Prime Minister Justin Trudeau and the premiers have appointed several task forces to propose ways in which Canada can reduce greenhouse gas emissions. This action follows last December’s Paris climate conference where leaders of 195 nations reached an accord committing them to lowering those although they did not say by exactly how much.
The leaders’ concern and their pledges to act are based on the work of scientists who comprise the International Panel on Climate Change (IPCC). Those scientists have issued a series of ever more urgent reports about looming ecological disaster if we don’t mitigate human-induced climate change, which is caused by the burning of fossil fuels whose emissions remain trapped in the atmosphere. Their work has even moved the pope to write an encyclical in which he urged nations to treat climate change as a moral and spiritual issue demanding immediate action.

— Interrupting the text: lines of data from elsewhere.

//! Host and TLS resolution
//!
//! Every Host resolves to at most one [`TlsBinding`] using a fixed
//! precedence: an explicit `tlsContext` link, then an inline `tls` block,
//! then a TLSContext whose `hosts` list names the hostname, then a bare
//! `tlsSecret`. Hostnames are unique after resolution; the first Host to
//! claim a hostname keeps it.

use super::Notices;
use crate::errors::NoticeKind;
use crate::resources::{
    HostSpec, InsecureAction, LabelSelector, Resource, TlsContextSpec, TlsVersion,
};
use serde::{Deserialize, Serialize};
use std::collections::HashSet;
use tracing::debug;

/// Resolved secret reference plus protocol bounds
#[derive(Debug, Clone, PartialEq, Eq, Hash, Serialize, Deserialize)]
pub struct SecretInfo {
    pub secret: String,
    pub namespace: String,
    #[serde(skip_serializing_if = "Option::is_none", default)]
    pub min_tls_version: Option<TlsVersion>,
    #[serde(skip_serializing_if = "Option::is_none", default)]
    pub max_tls_version: Option<TlsVersion>,
}

/// Where a binding's TLS material came from
#[derive(Debug, Clone, PartialEq, Eq)]
pub enum TlsSource {
    Context(String),
    Inline,
    ImplicitContext(String),
    Secret,
}

#[derive(Debug, Clone, PartialEq, Eq)]
pub struct TlsBinding {
    pub hosts: Vec<String>,
    pub secret_info: SecretInfo,
    pub source: TlsSource,
}

/// What the cleartext listener does for a hostname
#[derive(Debug, Clone, Copy, PartialEq, Eq, Hash)]
pub enum CleartextPolicy {
    Route,
    Redirect,
    Reject,
    /// `additionalPort: -1`: no cleartext virtual host at all
    Disabled,
}

#[derive(Debug, Clone, PartialEq, Eq)]
pub struct IrHost {
    pub rkey: String,
    pub hostname: String,
    pub selector: Option<LabelSelector>,
    pub tls: Option<TlsBinding>,
    pub cleartext: CleartextPolicy,
    /// Created for a TLSContext hostname no Host declared
    pub synthetic: bool,
}

/// A decoded TLSContext
#[derive(Debug, Clone)]
pub struct IrTlsContext {
    pub rkey: String,
    pub name: String,
    pub namespace: String,
    pub spec: TlsContextSpec,
}

impl IrTlsContext {
    pub fn new(resource: &Resource, spec: TlsContextSpec) -> Self {
        Self {
            rkey: resource.rkey(),
            name: resource.meta.name.clone(),
            namespace: resource.meta.namespace.clone(),
            spec,
        }
    }

    fn secret_info(&self, fallback: Option<(&str, &str)>) -> Option<SecretInfo> {
        let (secret, namespace) = match (&self.spec.secret, fallback) {
            (Some(secret), _) => (secret.as_str(), self.namespace.as_str()),
            (None, Some(fallback)) => fallback,
            (None, None) => return None,
        };

        Some(SecretInfo {
            secret: secret.to_string(),
            namespace: namespace.to_string(),
            min_tls_version: self.spec.min_tls_version,
            max_tls_version: self.spec.max_tls_version,
        })
    }

    fn covers(&self, hostname: &str) -> bool {
        self.spec.hosts.iter().any(|host| host.eq_ignore_ascii_case(hostname))
    }
}

/// Resolve one Host against the generation's TLSContexts
pub(crate) fn resolve_host(
    resource: &Resource,
    spec: &HostSpec,
    contexts: &[IrTlsContext],
    notices: &mut Notices,
) -> IrHost {
    let rkey = resource.rkey();
    let host_namespace = resource.meta.namespace.as_str();
    let bare_secret = spec.tls_secret.as_ref().map(|secret| {
        (secret.name.as_str(), secret.namespace.as_deref().unwrap_or(host_namespace))
    });
    let hostname = spec.hostname.to_ascii_lowercase();
    let hosts = vec![hostname.clone()];

    let mut tls = None;

    if let Some(link) = &spec.tls_context {
        let linked = contexts
            .iter()
            .find(|ctx| ctx.name == link.name && ctx.namespace == host_namespace)
            .or_else(|| contexts.iter().find(|ctx| ctx.name == link.name));

        match linked.and_then(|ctx| ctx.secret_info(bare_secret).map(|info| (ctx, info))) {
            Some((ctx, secret_info)) => {
                tls = Some(TlsBinding {
                    hosts: hosts.clone(),
                    secret_info,
                    source: TlsSource::Context(ctx.rkey.clone()),
                })
            }
            None => notices.report(
                NoticeKind::MissingTlsContext,
                rkey.clone(),
                format!("tlsContext '{}' is not defined or has no secret", link.name),
            ),
        }
    }

    if tls.is_none() {
        if let (Some(inline), Some((secret, namespace))) = (&spec.tls, bare_secret) {
            tls = Some(TlsBinding {
                hosts: hosts.clone(),
                secret_info: SecretInfo {
                    secret: secret.to_string(),
                    namespace: namespace.to_string(),
                    min_tls_version: inline.min_tls_version,
                    max_tls_version: inline.max_tls_version,
                },
                source: TlsSource::Inline,
            });
        }
    }

    if tls.is_none() {
        tls = contexts.iter().filter(|ctx| ctx.covers(&hostname)).find_map(|ctx| {
            ctx.secret_info(bare_secret).map(|secret_info| TlsBinding {
                hosts: hosts.clone(),
                secret_info,
                source: TlsSource::ImplicitContext(ctx.rkey.clone()),
            })
        });
    }

    if tls.is_none() {
        tls = bare_secret.map(|(secret, namespace)| TlsBinding {
            hosts: hosts.clone(),
            secret_info: SecretInfo {
                secret: secret.to_string(),
                namespace: namespace.to_string(),
                min_tls_version: None,
                max_tls_version: None,
            },
            source: TlsSource::Secret,
        });
    }

    let insecure = spec.insecure();
    let cleartext = if insecure.and_then(|p| p.additional_port) == Some(-1) {
        CleartextPolicy::Disabled
    } else {
        match insecure.and_then(|p| p.action) {
            Some(InsecureAction::Route) => CleartextPolicy::Route,
            Some(InsecureAction::Redirect) => CleartextPolicy::Redirect,
            Some(InsecureAction::Reject) => CleartextPolicy::Reject,
            None if tls.is_some() => CleartextPolicy::Redirect,
            None => CleartextPolicy::Route,
        }
    };

    IrHost {
        rkey,
        hostname,
        selector: spec.selector.clone(),
        tls,
        cleartext,
        synthetic: false,
    }
}

/// Enforce unique hostnames, then add bindings for TLSContext-only hostnames
pub(crate) fn register_hosts(
    resolved: Vec<IrHost>,
    contexts: &[IrTlsContext],
    notices: &mut Notices,
) -> Vec<IrHost> {
    let mut hosts: Vec<IrHost> = Vec::with_capacity(resolved.len());

    for host in resolved {
        match hosts.iter().find(|existing| existing.hostname == host.hostname) {
            Some(existing) if tls_material(existing) == tls_material(&host) => {
                debug!(
                    hostname = %host.hostname,
                    kept = %existing.rkey,
                    dropped = %host.rkey,
                    "Duplicate Host with identical TLS material"
                );
            }
            Some(existing) => notices.report(
                NoticeKind::HostConflict,
                host.rkey.clone(),
                format!(
                    "hostname '{}' already bound with different TLS material by {}",
                    host.hostname, existing.rkey
                ),
            ),
            None => hosts.push(host),
        }
    }

    let mut claimed: HashSet<String> = hosts.iter().map(|h| h.hostname.clone()).collect();

    for ctx in contexts {
        for hostname in ctx.spec.hosts.iter().map(|host| host.to_ascii_lowercase()) {
            if claimed.contains(&hostname) {
                continue;
            }
            let Some(secret_info) = ctx.secret_info(None) else {
                continue;
            };

            claimed.insert(hostname.clone());
            hosts.push(IrHost {
                rkey: ctx.rkey.clone(),
                hostname: hostname.clone(),
                selector: None,
                tls: Some(TlsBinding {
                    hosts: vec![hostname.clone()],
                    secret_info,
                    source: TlsSource::ImplicitContext(ctx.rkey.clone()),
                }),
                cleartext: CleartextPolicy::Route,
                synthetic: true,
            });
        }
    }

    hosts
}

fn tls_material(host: &IrHost) -> Option<&SecretInfo> {
    host.tls.as_ref().map(|binding| &binding.secret_info)
}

But wait. If you’re to believe a “guest column” published in the Sun newspaper chain recently, these climate scientists, not to mention Trudeau and U.S. President Barack Obama, all belong to an elite group of “eco-activists” and “big-government” conspirators who are trying to sell a big lie.
The column’s author Tom Harris is described as executive director of the Ottawa-based International Climate Science Coalition (ICSC). He charges that Trudeau is “employing a strategy right out of 1984,” referring to George Orwell’s novel in which a totalitarian state exercises mind control on its people through its pervasive use of propaganda.
Harris also challenges the climate science that Trudeau and almost all of the world’s leaders now accept. “The surveys used to back up the [climate change] consensus are unconvincing,” he writes. Harris, however, is not a scientist, much less a climate scientist. His column contains no science of its own, nor does it make reference to any specific scientific study. In fact, he’s described on his group’s website as a mechanical engineer, who for much of his career has been involved in public relations and lobbying related to climate change.
Denying scientific evidence
According to the environmental organization DeSmog, ICSC has received money from the Heartland Institute, a Chicago-based think tank that has been prominent in denying the scientific evidence for human-induced climate change. In the 1990s, Heartland also worked with the tobacco industry, questioning the science that deemed cigarettes to be hazardous and lobbying against governments’ public-health reforms.
DeSmog says that the Heartland Institute, in its turn, has received money from both ExxonMobil and Koch Industries, which is a big player in the Alberta tar sands. And there’s a ripe irony here: the state of New York is investigating Exxon Mobil for allegedly funding groups that deny climate change even while the company’s in-house scientists warn executives about the negative consequences of those same changes.
Muddying the waters
There’s a template that’s deliberately used by the tobacco — and now carbon — industries who want to avoid environmental regulation and taxation. Provide seed money to create upstart organizations which give themselves names that sound credible. Use these groups to attack scientists with whom you disagree, and label as incompetent or corrupt. And peddle conspiracy theories about political leaders who challenge your interests. The object isn’t to build a competing scientific theory; it is rather to use public relations to sow doubt and muddy the waters.
Evidence and probability
Everyone has a right to an opinion no matter how dubious it may be. However, the best possible information that we have on climate change is available to us from hundreds of scientists associated with the IPCC who cooperate in peer-reviewed studies. There is no certainty in science, only evidence and probability, but I’ll cast my lot with the IPCC’s researchers any day.